━━━━━ DATA FOR THIS TASK ━━━━━

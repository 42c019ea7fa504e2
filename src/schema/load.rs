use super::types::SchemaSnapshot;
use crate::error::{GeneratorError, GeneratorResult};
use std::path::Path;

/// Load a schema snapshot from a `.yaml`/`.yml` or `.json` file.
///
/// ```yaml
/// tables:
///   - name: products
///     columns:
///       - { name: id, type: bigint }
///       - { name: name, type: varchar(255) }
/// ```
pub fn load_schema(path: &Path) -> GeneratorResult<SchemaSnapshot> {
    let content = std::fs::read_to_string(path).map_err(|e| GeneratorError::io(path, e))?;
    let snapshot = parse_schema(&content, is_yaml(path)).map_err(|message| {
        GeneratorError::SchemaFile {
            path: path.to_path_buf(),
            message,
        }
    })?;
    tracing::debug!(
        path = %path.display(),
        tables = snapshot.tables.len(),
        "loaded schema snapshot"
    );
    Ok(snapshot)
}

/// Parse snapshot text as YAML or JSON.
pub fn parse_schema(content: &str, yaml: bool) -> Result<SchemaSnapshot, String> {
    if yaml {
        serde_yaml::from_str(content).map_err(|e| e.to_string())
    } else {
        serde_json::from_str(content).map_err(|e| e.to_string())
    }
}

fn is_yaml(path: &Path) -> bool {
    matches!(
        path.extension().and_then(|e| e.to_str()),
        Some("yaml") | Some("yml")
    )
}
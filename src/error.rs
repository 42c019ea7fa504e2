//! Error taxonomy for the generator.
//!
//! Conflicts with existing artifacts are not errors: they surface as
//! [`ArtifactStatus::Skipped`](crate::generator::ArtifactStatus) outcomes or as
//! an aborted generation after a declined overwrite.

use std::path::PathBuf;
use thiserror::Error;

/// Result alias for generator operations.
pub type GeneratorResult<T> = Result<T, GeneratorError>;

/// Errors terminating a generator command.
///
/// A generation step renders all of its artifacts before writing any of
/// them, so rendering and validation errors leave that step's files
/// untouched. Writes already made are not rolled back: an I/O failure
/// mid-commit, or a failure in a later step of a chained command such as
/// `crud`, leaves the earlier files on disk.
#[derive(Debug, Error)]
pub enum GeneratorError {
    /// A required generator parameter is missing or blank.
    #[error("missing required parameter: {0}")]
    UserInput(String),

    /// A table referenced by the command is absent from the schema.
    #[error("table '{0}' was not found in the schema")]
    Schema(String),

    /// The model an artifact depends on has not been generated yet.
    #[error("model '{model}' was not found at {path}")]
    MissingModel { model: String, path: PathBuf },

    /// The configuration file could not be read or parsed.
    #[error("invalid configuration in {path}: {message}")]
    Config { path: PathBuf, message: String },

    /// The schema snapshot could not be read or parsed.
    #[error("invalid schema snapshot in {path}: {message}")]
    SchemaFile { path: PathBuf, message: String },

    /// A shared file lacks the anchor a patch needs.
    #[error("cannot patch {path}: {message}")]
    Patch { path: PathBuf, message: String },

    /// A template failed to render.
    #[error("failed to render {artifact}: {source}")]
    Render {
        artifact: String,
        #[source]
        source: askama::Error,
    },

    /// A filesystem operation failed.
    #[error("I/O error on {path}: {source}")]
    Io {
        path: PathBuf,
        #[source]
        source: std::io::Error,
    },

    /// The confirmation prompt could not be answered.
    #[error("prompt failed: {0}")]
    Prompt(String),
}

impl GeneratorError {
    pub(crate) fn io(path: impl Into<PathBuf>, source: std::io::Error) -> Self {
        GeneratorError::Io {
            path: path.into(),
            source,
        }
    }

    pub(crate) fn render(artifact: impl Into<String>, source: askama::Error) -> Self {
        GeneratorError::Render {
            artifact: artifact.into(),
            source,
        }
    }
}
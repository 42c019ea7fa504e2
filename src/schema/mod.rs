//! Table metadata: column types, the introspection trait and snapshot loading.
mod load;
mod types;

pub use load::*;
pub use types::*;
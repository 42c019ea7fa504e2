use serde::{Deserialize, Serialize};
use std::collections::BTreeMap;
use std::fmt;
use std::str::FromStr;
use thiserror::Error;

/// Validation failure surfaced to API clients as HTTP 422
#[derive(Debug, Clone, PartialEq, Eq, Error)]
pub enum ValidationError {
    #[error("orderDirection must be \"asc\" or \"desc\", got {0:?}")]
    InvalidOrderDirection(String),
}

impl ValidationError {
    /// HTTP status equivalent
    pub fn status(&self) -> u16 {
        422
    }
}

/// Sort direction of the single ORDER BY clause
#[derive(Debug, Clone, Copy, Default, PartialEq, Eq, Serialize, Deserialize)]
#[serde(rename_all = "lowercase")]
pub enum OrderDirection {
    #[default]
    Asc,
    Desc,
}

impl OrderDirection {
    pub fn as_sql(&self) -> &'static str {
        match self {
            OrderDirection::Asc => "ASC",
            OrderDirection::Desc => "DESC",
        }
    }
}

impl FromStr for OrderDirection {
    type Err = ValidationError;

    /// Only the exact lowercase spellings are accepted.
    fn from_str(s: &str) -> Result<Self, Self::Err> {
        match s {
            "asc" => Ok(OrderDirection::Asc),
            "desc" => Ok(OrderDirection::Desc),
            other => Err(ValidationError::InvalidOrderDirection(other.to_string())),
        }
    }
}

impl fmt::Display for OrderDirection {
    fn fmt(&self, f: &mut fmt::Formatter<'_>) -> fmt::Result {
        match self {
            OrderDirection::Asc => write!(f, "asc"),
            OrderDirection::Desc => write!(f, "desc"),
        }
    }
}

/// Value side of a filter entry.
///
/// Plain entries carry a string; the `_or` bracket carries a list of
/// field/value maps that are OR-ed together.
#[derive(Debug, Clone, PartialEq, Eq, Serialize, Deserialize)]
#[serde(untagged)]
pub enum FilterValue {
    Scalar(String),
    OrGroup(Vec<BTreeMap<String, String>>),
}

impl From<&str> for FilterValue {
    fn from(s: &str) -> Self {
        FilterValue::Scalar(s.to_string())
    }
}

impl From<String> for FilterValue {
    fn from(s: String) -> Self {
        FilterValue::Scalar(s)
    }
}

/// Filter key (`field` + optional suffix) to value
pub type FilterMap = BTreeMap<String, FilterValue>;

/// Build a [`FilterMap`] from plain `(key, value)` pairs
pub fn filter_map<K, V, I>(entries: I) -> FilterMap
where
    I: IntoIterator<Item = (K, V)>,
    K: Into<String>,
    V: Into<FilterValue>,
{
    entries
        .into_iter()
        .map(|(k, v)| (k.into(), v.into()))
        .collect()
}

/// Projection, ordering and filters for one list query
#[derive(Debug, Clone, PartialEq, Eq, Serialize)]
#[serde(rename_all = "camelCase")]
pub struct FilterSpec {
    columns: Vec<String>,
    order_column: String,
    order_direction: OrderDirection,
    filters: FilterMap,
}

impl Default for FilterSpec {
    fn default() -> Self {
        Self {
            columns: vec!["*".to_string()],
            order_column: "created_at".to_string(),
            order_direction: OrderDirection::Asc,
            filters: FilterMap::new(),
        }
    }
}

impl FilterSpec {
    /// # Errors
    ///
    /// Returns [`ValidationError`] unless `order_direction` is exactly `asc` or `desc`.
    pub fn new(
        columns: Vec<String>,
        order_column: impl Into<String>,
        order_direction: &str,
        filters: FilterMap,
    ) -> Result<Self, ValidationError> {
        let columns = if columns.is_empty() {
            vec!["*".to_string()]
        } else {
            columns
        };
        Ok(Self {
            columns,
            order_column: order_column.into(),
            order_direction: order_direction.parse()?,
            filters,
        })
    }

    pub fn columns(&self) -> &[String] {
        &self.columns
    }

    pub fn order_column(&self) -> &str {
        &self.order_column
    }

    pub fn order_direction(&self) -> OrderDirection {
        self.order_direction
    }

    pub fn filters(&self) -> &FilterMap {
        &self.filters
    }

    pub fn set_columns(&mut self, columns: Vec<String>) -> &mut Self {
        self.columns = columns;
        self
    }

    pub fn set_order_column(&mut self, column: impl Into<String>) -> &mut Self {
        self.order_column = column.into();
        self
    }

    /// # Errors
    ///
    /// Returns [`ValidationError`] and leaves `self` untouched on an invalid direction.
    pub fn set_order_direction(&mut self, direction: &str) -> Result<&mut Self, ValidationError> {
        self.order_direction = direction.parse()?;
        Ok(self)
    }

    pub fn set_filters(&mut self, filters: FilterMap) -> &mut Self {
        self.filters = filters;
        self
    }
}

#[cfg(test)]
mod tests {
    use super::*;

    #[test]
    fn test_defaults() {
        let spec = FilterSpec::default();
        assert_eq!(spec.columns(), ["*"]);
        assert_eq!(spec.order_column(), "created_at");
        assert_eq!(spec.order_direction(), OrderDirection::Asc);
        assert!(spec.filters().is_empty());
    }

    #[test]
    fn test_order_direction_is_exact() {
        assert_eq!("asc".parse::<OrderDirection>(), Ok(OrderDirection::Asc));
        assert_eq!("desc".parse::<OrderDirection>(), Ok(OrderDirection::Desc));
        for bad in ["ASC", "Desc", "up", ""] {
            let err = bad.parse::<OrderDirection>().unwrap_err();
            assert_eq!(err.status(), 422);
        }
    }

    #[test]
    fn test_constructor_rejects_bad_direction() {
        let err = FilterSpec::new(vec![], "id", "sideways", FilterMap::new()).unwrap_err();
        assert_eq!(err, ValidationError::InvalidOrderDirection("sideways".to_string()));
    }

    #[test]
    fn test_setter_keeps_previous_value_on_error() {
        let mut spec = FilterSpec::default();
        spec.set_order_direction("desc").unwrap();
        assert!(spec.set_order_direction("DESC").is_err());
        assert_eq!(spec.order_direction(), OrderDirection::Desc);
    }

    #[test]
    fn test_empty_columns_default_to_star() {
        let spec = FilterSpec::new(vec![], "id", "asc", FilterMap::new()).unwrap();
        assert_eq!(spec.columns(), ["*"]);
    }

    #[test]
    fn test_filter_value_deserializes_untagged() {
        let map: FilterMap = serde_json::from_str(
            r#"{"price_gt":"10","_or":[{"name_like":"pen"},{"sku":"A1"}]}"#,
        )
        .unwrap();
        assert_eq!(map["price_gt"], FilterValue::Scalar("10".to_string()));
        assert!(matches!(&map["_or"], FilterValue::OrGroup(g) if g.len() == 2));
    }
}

━━━━━

WHAT NEEDS TO BE DONE → Which of the lines above include the word "configuration"? List those lines.

SOLVED EXERCISE →
    /// The configuration file could not be read or parsed.
    #[error("invalid configuration in {path}: {message}")]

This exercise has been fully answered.